Work order
Exactly the lines from the line containing "pub href: &'a" through the last line of the entries below should appear in the answer, reproduced verbatim.

(Entries taken from a collection)

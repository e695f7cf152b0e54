use std::path::PathBuf;

use async_trait::async_trait;
use chrono::TimeDelta;
use thiserror::Error;
use uuid::Uuid;

use crate::models::{DbAgent, DbPairingKey, KeyRejection, RemainingUses};

pub mod sqlite;

#[derive(Debug, Error)]
pub enum StoreError {
    #[error("Not found")]
    NotFound,

    #[error("Invalid argument: {0}")]
    InvalidArgument(String),

    #[error("An agent named {0:?} already exists")]
    NameTaken(String),

    #[error("Pairing key has expired")]
    KeyExpired,

    #[error("Pairing key has no uses left")]
    KeyExhausted,

    #[error("Could not generate a unique identifier after {0} attempts")]
    IdentifierCollision(usize),

    #[error("Database {} has not been initialized", .0.display())]
    NotInitialized(PathBuf),

    #[error("Database {} already exists", .0.display())]
    AlreadyInitialized(PathBuf),

    #[error("Corrupt row: {0}")]
    Corrupt(String),

    #[error("Query Error: {0}")]
    Sqlx(#[from] sqlx::Error),

    #[error("Migration Error: {0}")]
    Migrate(#[from] sqlx::migrate::MigrateError),
}

impl From<KeyRejection> for StoreError {
    fn from(value: KeyRejection) -> Self {
        match value {
            KeyRejection::Expired => Self::KeyExpired,
            KeyRejection::Exhausted => Self::KeyExhausted,
        }
    }
}

#[async_trait]
pub trait Storage: PairingKeyStore + AgentStore + EnrollmentStore + Send + Sync + 'static {
    async fn ping(&self) -> Result<(), StoreError>;
}

#[derive(Debug, Clone)]
pub struct CreatePairingKeyParams {
    /// How long the key stays valid from now. `None` means forever.
    pub valid_for: Option<TimeDelta>,
    pub remaining_uses: RemainingUses,
    pub target_switch_ref: Option<String>,
}

#[async_trait]
pub trait PairingKeyStore: Send + Sync {
    /// Issue a new key. Fails with [`StoreError::InvalidArgument`] for a
    /// finite key with zero uses or a negative validity period.
    async fn create(&self, params: CreatePairingKeyParams) -> Result<DbPairingKey, StoreError>;

    async fn get(&self, key: &str) -> Result<Option<DbPairingKey>, StoreError>;

    /// All keys, oldest first.
    async fn list(&self) -> Result<Vec<DbPairingKey>, StoreError>;

    async fn delete(&self, key: &str) -> Result<(), StoreError>;

    /// Consume one use of a key in a single statement. Unlimited keys are left
    /// untouched. A finite key already at zero yields
    /// [`StoreError::KeyExhausted`].
    async fn decrement_use(&self, key: &str) -> Result<(), StoreError>;
}

#[async_trait]
pub trait AgentStore: Send + Sync {
    /// Register an agent. Name uniqueness is enforced by the database, so two
    /// racing calls with the same name cannot both succeed.
    async fn create(&self, name: &str, workload_ref: &str) -> Result<DbAgent, StoreError>;

    async fn get(&self, id: Uuid) -> Result<Option<DbAgent>, StoreError>;

    async fn name_exists(&self, name: &str) -> Result<bool, StoreError>;

    /// All agents, oldest first.
    async fn list(&self) -> Result<Vec<DbAgent>, StoreError>;

    async fn delete(&self, id: Uuid) -> Result<(), StoreError>;

    /// Returns the number of agents removed.
    async fn delete_all(&self) -> Result<u64, StoreError>;

    async fn heartbeat(&self, id: Uuid) -> Result<(), StoreError>;
}

#[async_trait]
pub trait EnrollmentStore: Send + Sync {
    /// Create an agent and charge one use of `key` as one transaction.
    ///
    /// The key is re-validated inside the transaction, so a key that expired,
    /// ran out of uses or was deleted since the caller last looked at it makes
    /// the whole call fail with nothing written:
    ///
    /// - [`StoreError::NotFound`] if the key no longer exists
    /// - [`StoreError::KeyExpired`] / [`StoreError::KeyExhausted`]
    /// - [`StoreError::NameTaken`] if the name was registered meanwhile
    async fn redeem_and_register(
        &self,
        key: &str,
        name: &str,
        workload_ref: &str,
    ) -> Result<DbAgent, StoreError>;
}
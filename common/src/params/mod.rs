//! Input parameters for the various functions within Tether.

mod agent;
pub use agent::*;
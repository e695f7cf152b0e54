use std::time::Duration;

use clap::Args;

use crate::{PceClient, PceError};

/// Connection settings for the policy controller.
///
/// Every field is optional on the command line so commands that never talk to
/// the controller keep working without it. [`PceConfig::settings`] is where a
/// missing value becomes an error.
#[derive(Clone, Debug, Args)]
pub struct PceConfig {
    /// Base URL of the policy controller, e.g. `https://pce.example.com:8443`
    #[clap(long, env = "TETHER_PCE_URL")]
    pub pce_url: Option<String>,

    #[clap(long, env = "TETHER_PCE_ORG_ID", default_value_t = 1)]
    pub pce_org_id: u32,

    #[clap(long, env = "TETHER_PCE_API_USER")]
    pub pce_api_user: Option<String>,

    #[clap(long, env = "TETHER_PCE_API_SECRET", hide_env_values = true)]
    pub pce_api_secret: Option<String>,

    /// Per-request timeout, in seconds
    #[clap(long, env = "TETHER_PCE_TIMEOUT_SECS", default_value_t = 10)]
    pub pce_timeout_secs: u64,
}

impl PceConfig {
    pub fn is_configured(&self) -> bool {
        self.pce_url.is_some() || self.pce_api_user.is_some() || self.pce_api_secret.is_some()
    }

    pub fn settings(&self) -> Result<PceSettings, PceError> {
        fn required(value: &Option<String>, flag: &str, env: &str) -> Result<String, PceError> {
            value
                .as_deref()
                .map(str::trim)
                .filter(|v| !v.is_empty())
                .map(str::to_string)
                .ok_or_else(|| PceError::Config(format!("missing --{flag} ({env})")))
        }

        Ok(PceSettings {
            base_url: required(&self.pce_url, "pce-url", "TETHER_PCE_URL")?,
            org_id: self.pce_org_id,
            api_user: required(&self.pce_api_user, "pce-api-user", "TETHER_PCE_API_USER")?,
            api_secret: required(&self.pce_api_secret, "pce-api-secret", "TETHER_PCE_API_SECRET")?,
            timeout: Duration::from_secs(self.pce_timeout_secs),
        })
    }

    pub fn client(&self) -> Result<PceClient, PceError> {
        PceClient::new(self.settings()?)
    }
}

#[derive(Clone)]
pub struct PceSettings {
    pub base_url: String,
    pub org_id: u32,
    pub api_user: String,
    pub api_secret: String,
    pub timeout: Duration,
}

impl std::fmt::Debug for PceSettings {
    fn fmt(&self, f: &mut std::fmt::Formatter<'_>) -> std::fmt::Result {
        f.debug_struct("PceSettings")
            .field("base_url", &self.base_url)
            .field("org_id", &self.org_id)
            .field("api_user", &self.api_user)
            .field("api_secret", &"<redacted>")
            .field("timeout", &self.timeout)
            .finish()
    }
}
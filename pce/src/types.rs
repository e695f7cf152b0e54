use serde::{Deserialize, Serialize};

pub const SWITCH_PORT_ENDPOINT_TYPE: &str = "switch_port";

#[derive(Debug, Clone, PartialEq, Eq, Serialize, Deserialize)]
pub struct Workload {
    pub href: String,

    #[serde(default)]
    pub name: Option<String>,

    #[serde(default)]
    pub hostname: Option<String>,

    /// `true` when a VEN already manages this workload.
    #[serde(default)]
    pub managed: Option<bool>,
}

impl Workload {
    pub fn is_unmanaged(&self) -> bool {
        self.managed == Some(false)
    }

    pub fn answers_to(&self, name: &str) -> bool {
        self.name.as_deref() == Some(name) || self.hostname.as_deref() == Some(name)
    }
}

#[derive(Debug, Clone, Default, PartialEq, Eq, Serialize, Deserialize)]
pub struct NetworkDeviceConfig {
    #[serde(default)]
    pub name: Option<String>,
}

#[derive(Debug, Clone, PartialEq, Eq, Serialize, Deserialize)]
pub struct NetworkDevice {
    pub href: String,

    #[serde(default)]
    pub supported_endpoint_type: Option<String>,

    #[serde(default)]
    pub config: NetworkDeviceConfig,
}

impl NetworkDevice {
    pub fn is_switch(&self) -> bool {
        self.supported_endpoint_type.as_deref() == Some(SWITCH_PORT_ENDPOINT_TYPE)
    }

    pub fn name(&self) -> Option<&str> {
        self.config.name.as_deref()
    }
}

#[derive(Debug, Clone, Deserialize)]
pub(crate) struct HrefRef {
    pub href: String,
}

#[derive(Debug, Clone, Deserialize)]
pub(crate) struct NetworkEndpoint {
    #[serde(default)]
    pub workloads: Vec<HrefRef>,
}

#[derive(Debug, Clone, Serialize)]
pub(crate) struct NewEndpointConfig<'a> {
    pub name: &'a str,
    pub endpoint_type: &'a str,
}

#[derive(Debug, Clone, Serialize)]
pub(crate) struct WorkloadRef<'a> {
    pub href: &'a str,
}

#[derive(Debug, Clone, Serialize)]
pub(crate) struct NewNetworkEndpoint<'a> {
    pub config: NewEndpointConfig<'a>,
    pub workloads: Vec<WorkloadRef<'a>>,
}

#[derive(Debug, Clone, Deserialize)]
pub(crate) struct ProductVersion {
    pub version: String,
}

Answer to the exercise
    pub href: &'a str,
}

#[derive(Debug, Clone, Serialize)]
pub(crate) struct NewNetworkEndpoint<'a> {
    pub config: NewEndpointConfig<'a>,
    pub workloads: Vec<WorkloadRef<'a>>,
}

#[derive(Debug, Clone, Deserialize)]
pub(crate) struct ProductVersion {
    pub version: String,
}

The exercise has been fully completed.